L’émancipation des femmes maraîchères de Kinshasa grâce à la Caritas

Dans le sillage de l’encyclique du Pape François, Laudato si’, Caritas Kinshasa, avec le soutien de nombreuses ONG et organismes internationaux, mène un projet auprès des maraîchers de la capitale pour améliorer leurs récoltes et leurs revenus tout en respectant l’environnement et la santé. En plein développement, «le projet Elikya» commence déjà porter ses fruits.

Xavier Sartre – Envoyé spécial à Kinshasa, RDC

Les jardins maraîchers se succèdent le long de la route en construction. Le bandeau de bitume s’étire le long de la rivière N’Djili, dans la grande banlieue de Kinshasa, sur la commune de N’Sele, au sud-est de la mégapole. Le fracas de la ville laisse la place à la quiétude de la campagne. C’est tout au bout de cette voie que se trouve une concession de l’archidiocèse de Kinshasa mise à disposition de Caritas Kinshasa pour son ambitieux projet Elikya – «espérance» en lingala, la langue la plus parlée parmi la population de la capitale- lancé en 2009.

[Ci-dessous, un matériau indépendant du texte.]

//! Typed outbound API and registration helpers for the chat-room channel.

use roomwire_core::error::Result;
use roomwire_core::protocol::chat::{
    kind, Chat, ChatEvent, ChatProtocol, Meetups, MeetupRequest, Reaction, Typing, Users,
    WhiteboardAction,
};

use super::Channel;
use crate::transport::Connector;

/// The chat-room channel: messages, reactions, whiteboard, meetups.
pub type ChatChannel<C> = Channel<ChatProtocol, C>;

impl<C: Connector> ChatChannel<C> {
    pub fn send_chat(&self, user: impl Into<String>, text: impl Into<String>) -> Result<()> {
        self.send_event(
            kind::CHAT,
            &Chat {
                user: user.into(),
                text: text.into(),
            },
        )
    }

    pub fn send_reaction(&self, user: impl Into<String>, emoji: impl Into<String>) -> Result<()> {
        self.send_event(
            kind::REACTION,
            &Reaction {
                user: user.into(),
                emoji: emoji.into(),
            },
        )
    }

    pub fn send_typing(&self, user: impl Into<String>, active: bool) -> Result<()> {
        self.send_event(
            kind::TYPING,
            &Typing {
                user: user.into(),
                active,
            },
        )
    }

    /// Whiteboard stroke point. Coordinates are clamped into the normalized
    /// [0,1] canvas space the wire contract requires.
    pub fn send_draw(&self, x: f64, y: f64, color: impl Into<String>, size: f64) -> Result<()> {
        self.send_event(
            kind::WHITEBOARD,
            &WhiteboardAction::Draw {
                x: x.clamp(0.0, 1.0),
                y: y.clamp(0.0, 1.0),
                color: color.into(),
                size,
            },
        )
    }

    pub fn clear_whiteboard(&self) -> Result<()> {
        self.send_event(kind::WHITEBOARD, &WhiteboardAction::Clear)
    }

    pub fn create_meetup(&self, title: impl Into<String>, time: impl Into<String>) -> Result<()> {
        self.send_event(
            kind::MEETUP,
            &MeetupRequest::Create {
                title: title.into(),
                time: time.into(),
            },
        )
    }

    pub fn list_meetups(&self) -> Result<()> {
        self.send_event(kind::MEETUP, &MeetupRequest::List)
    }

    pub fn join_meetup(&self, id: impl Into<String>) -> Result<()> {
        self.send_event(kind::MEETUP, &MeetupRequest::Join { id: id.into() })
    }

    pub fn leave_meetup(&self, id: impl Into<String>) -> Result<()> {
        self.send_event(kind::MEETUP, &MeetupRequest::Leave { id: id.into() })
    }

    pub fn on_chat(&self, f: impl Fn(&Chat) + Send + Sync + 'static) {
        self.on(kind::CHAT, move |ev| {
            if let ChatEvent::Chat(c) = ev {
                f(c)
            }
        });
    }

    pub fn on_reaction(&self, f: impl Fn(&Reaction) + Send + Sync + 'static) {
        self.on(kind::REACTION, move |ev| {
            if let ChatEvent::Reaction(r) = ev {
                f(r)
            }
        });
    }

    pub fn on_typing(&self, f: impl Fn(&Typing) + Send + Sync + 'static) {
        self.on(kind::TYPING, move |ev| {
            if let ChatEvent::Typing(t) = ev {
                f(t)
            }
        });
    }

    pub fn on_users(&self, f: impl Fn(&Users) + Send + Sync + 'static) {
        self.on(kind::USERS, move |ev| {
            if let ChatEvent::Users(u) = ev {
                f(u)
            }
        });
    }

    pub fn on_whiteboard(&self, f: impl Fn(&WhiteboardAction) + Send + Sync + 'static) {
        self.on(kind::WHITEBOARD, move |ev| {
            if let ChatEvent::Whiteboard(w) = ev {
                f(w)
            }
        });
    }

    pub fn on_meetups(&self, f: impl Fn(&Meetups) + Send + Sync + 'static) {
        self.on(kind::MEETUPS, move |ev| {
            if let ChatEvent::Meetups(m) = ev {
                f(m)
            }
        });
    }
}
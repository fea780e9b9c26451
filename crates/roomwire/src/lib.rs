//! Top-level facade crate for roomwire.
//!
//! Re-exports core types and the client library so users can depend on a single crate.

pub mod core {
    pub use roomwire_core::*;
}

pub mod client {
    pub use roomwire_client::*;
}
impl<P: ChannelProtocol, C: Connector> Channel<P, C> {
    pub fn new(settings: ChannelSettings, connector: C) -> Self {
        Self {
            inner: Arc::new(Inner {
                settings,
                connector,
                dispatcher: Dispatcher::new(),
                status: StatusHub::new(),
                session: Mutex::new(None),
                pending: Mutex::new(VecDeque::new()),
                membership: Mutex::new(None),
                attempts: AtomicU32::new(0),
                shutting_down: AtomicBool::new(false),
                reconnect_task: Mutex::new(None),
                epoch: AtomicU64::new(0),
            }),
        }
    }

    /// Dial the configured URL. Resolves once the socket is open; fails with
    /// `ConnectionTimeout` if it neither opens nor errors within the
    /// configured window, or `ConnectionError` on transport failure.
    pub async fn connect(&self) -> Result<()> {
        self.inner.shutting_down.store(false, Ordering::Release);
        if self.inner.status.is_connected() {
            return Ok(());
        }
        Arc::clone(&self.inner).dial().await
    }

    /// Idempotent teardown: cancels any reconnect timer, stops the heartbeat,
    /// and closes the socket. No status callback fires after this returns.
    pub async fn disconnect(&self) {
        self.inner.shutting_down.store(true, Ordering::Release);

        let reconnect = self.inner.reconnect_task.lock().unwrap().take();
        if let Some(task) = reconnect {
            task.abort();
        }

        let session = self.inner.session.lock().unwrap().take();
        if let Some(SessionHandle { tx, mut task }) = session {
            // Dropping the sender ends the run loop, which closes the
            // transport on its way out.
            drop(tx);
            if tokio::time::timeout(SHUTDOWN_TIMEOUT, &mut task)
                .await
                .is_err()
            {
                tracing::warn!("session did not close in time; aborting");
                task.abort();
            }
        }

        self.inner.status.set(false);
    }

    pub fn is_connected(&self) -> bool {
        self.inner.status.is_connected()
    }

    /// Subscribe to connection-status edges. Multi-subscriber: appends.
    pub fn on_status(&self, f: impl Fn(bool) + Send + Sync + 'static) {
        self.inner.status.on(f);
    }

    /// Register an inbound handler for one wire type. Multi-subscriber.
    pub fn on(&self, kind: &'static str, handler: impl Fn(&P::Event) + Send + Sync + 'static) {
        self.inner.dispatcher.on(kind, handler);
    }

    pub fn dispatcher(&self) -> &Dispatcher<P> {
        &self.inner.dispatcher
    }

    /// Host-visibility hook: if the channel is disconnected (and not shut
    /// down), cancel any backoff timer and attempt an immediate reconnect.
    /// Call this when the embedding application returns to the foreground.
    pub fn wake(&self) {
        if self.is_connected() || self.inner.shutting_down.load(Ordering::Acquire) {
            return;
        }
        tracing::info!("wake: immediate reconnect requested");
        self.inner.attempts.store(0, Ordering::Release);
        Arc::clone(&self.inner).spawn_reconnect(true);
    }

    /// Wrap a payload in an envelope (stamping the timestamp) and queue it.
    /// When disconnected the frame lands in the bounded pending queue and is
    /// flushed on reconnect.
    pub fn send_event<T: Serialize>(&self, kind: &str, data: &T) -> Result<()> {
        let frame = Envelope::encode(kind, data)?;
        self.inner.enqueue(frame);
        Ok(())
    }

    /// Send a raw heartbeat ping now.
    pub fn ping(&self) -> Result<()> {
        let frame = Envelope::encode_bare(PING)?;
        self.inner.enqueue(frame);
        Ok(())
    }

    /// Send only if a session is live; silently dropped otherwise. Used for
    /// membership traffic, which is replayed on connect rather than queued.
    fn send_now<T: Serialize>(&self, kind: &str, data: &T) -> Result<()> {
        let frame = Envelope::encode(kind, data)?;
        let tx = {
            let session = self.inner.session.lock().unwrap();
            session.as_ref().map(|s| s.tx.clone())
        };
        match tx {
            Some(tx) => {
                if let Err(e) = tx.try_send(frame) {
                    tracing::warn!(kind, error = %e, "session buffer rejected frame");
                }
            }
            None => tracing::debug!(kind, "not connected; membership replay will cover this"),
        }
        Ok(())
    }

    fn set_membership(&self, membership: Option<Membership>) {
        *self.inner.membership.lock().unwrap() = membership;
    }

    fn take_membership(&self) -> Option<(String, Option<UserDescriptor>)> {
        self.inner
            .membership
            .lock()
            .unwrap()
            .take()
            .map(|m| (m.room, m.user))
    }
}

Quelques bâtiments remis progressivement à neuf se dressent au milieu d’un terrain herbeux et de champs de légumes. Ils abritent des salles de classe et à un terme un centre d’accueil avec chambres et sanitaires pour des séminaires pour les projets futurs d’agriculture durable. C’est là que Caritas, avec le soutien notamment de la Conférence épiscopale italienne, de Médecins du Monde-France, du Secours catholique-Caritas France, de Caritas Autriche, de SOS Faim Belgique ou de l’ambassade de France au Congo, a installé son quartier général.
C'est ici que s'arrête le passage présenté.